*Dataset entries*
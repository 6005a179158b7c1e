mod template;

use axum::{
    Router,
    body::Body,
    extract::{Path as UrlPath, State},
    http::{StatusCode, header},
    response::{Html, IntoResponse, Response},
    routing::get,
};
use std::{io, path::Path};
use tokio_util::io::ReaderStream;

use crate::{error::AppError, state::AppState};

/// Public pages: (name, title). `<site root>/pages/<name>.html` holds the body.
pub const PAGES: &[(&str, &str)] = &[
    ("index", "Home"),
    ("collections", "Collections"),
    ("about", "About"),
    ("impacts", "Impacts"),
    ("sustainability", "Sustainability"),
    ("community", "Community"),
    ("other", "Other"),
    ("contact", "Contact"),
    ("thank-you", "Thank You"),
];

pub fn router() -> Router<AppState> {
    Router::new()
        .route("/", get(index))
        .route("/static/{*path}", get(serve_static))
        .route("/{page}", get(page))
}

async fn index(State(state): State<AppState>) -> Result<Response, AppError> {
    render_page(&state, "index").await
}

async fn page(
    State(state): State<AppState>,
    UrlPath(name): UrlPath<String>,
) -> Result<Response, AppError> {
    // `/index` is only reachable as `/`.
    if name == "index" {
        return Err(AppError::NotFound);
    }
    render_page(&state, &name).await
}

async fn render_page(state: &AppState, name: &str) -> Result<Response, AppError> {
    let (name, title) = PAGES
        .iter()
        .find(|(n, _)| *n == name)
        .copied()
        .ok_or(AppError::NotFound)?;

    let fragment_path = state.site_root.join("pages").join(format!("{name}.html"));
    let body = match tokio::fs::read_to_string(&fragment_path).await {
        Ok(b) => b,
        Err(e) => {
            tracing::warn!("Cannot read page fragment {}: {}", fragment_path.display(), e);
            String::new()
        }
    };

    Ok(Html(template::page(name, title, &body).into_string()).into_response())
}

async fn serve_static(
    State(state): State<AppState>,
    UrlPath(rel): UrlPath<String>,
) -> Result<Response, AppError> {
    // Reject path traversal attempts early.
    if rel.split('/').any(|seg| seg == "..") {
        return Err(AppError::NotFound);
    }
    let fs_path = state.canonical_root.join("static").join(rel.trim_start_matches('/'));
    let real_path = validate_path(&state, &fs_path).await?;

    let file = tokio::fs::File::open(&real_path).await.map_err(io_err)?;
    let meta = file.metadata().await.map_err(AppError::Io)?;
    if !meta.is_file() {
        return Err(AppError::NotFound);
    }

    let mime: &'static str = mime_guess::from_path(&real_path)
        .first_raw()
        .unwrap_or("application/octet-stream");

    let body = Body::from_stream(ReaderStream::new(file));

    Response::builder()
        .status(StatusCode::OK)
        .header(header::CONTENT_TYPE, mime)
        .header(header::CONTENT_LENGTH, meta.len())
        .body(body)
        .map_err(|e| AppError::Internal(e.to_string()))
}

// ── Helpers ──────────────────────────────────────────────────────────────────

/// Canonicalize `path` (resolving symlinks) and verify it stays within
/// `<site root>/static`. Returns the resolved path on success.
async fn validate_path(state: &AppState, path: &Path) -> Result<std::path::PathBuf, AppError> {
    let canonical = tokio::fs::canonicalize(path).await.map_err(io_err)?;
    if !canonical.starts_with(state.canonical_root.join("static")) {
        return Err(AppError::NotFound);
    }
    Ok(canonical)
}

/// Map an `io::Error` to `AppError`, translating `NotFound` appropriately.
fn io_err(e: io::Error) -> AppError {
    if e.kind() == io::ErrorKind::NotFound {
        AppError::NotFound
    } else {
        AppError::Io(e)
    }
}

*Description of the task*
From the entries above, extract every line where the word "StatusCode" appears.

*The completed task*
    http::{StatusCode, header},
        .status(StatusCode::OK)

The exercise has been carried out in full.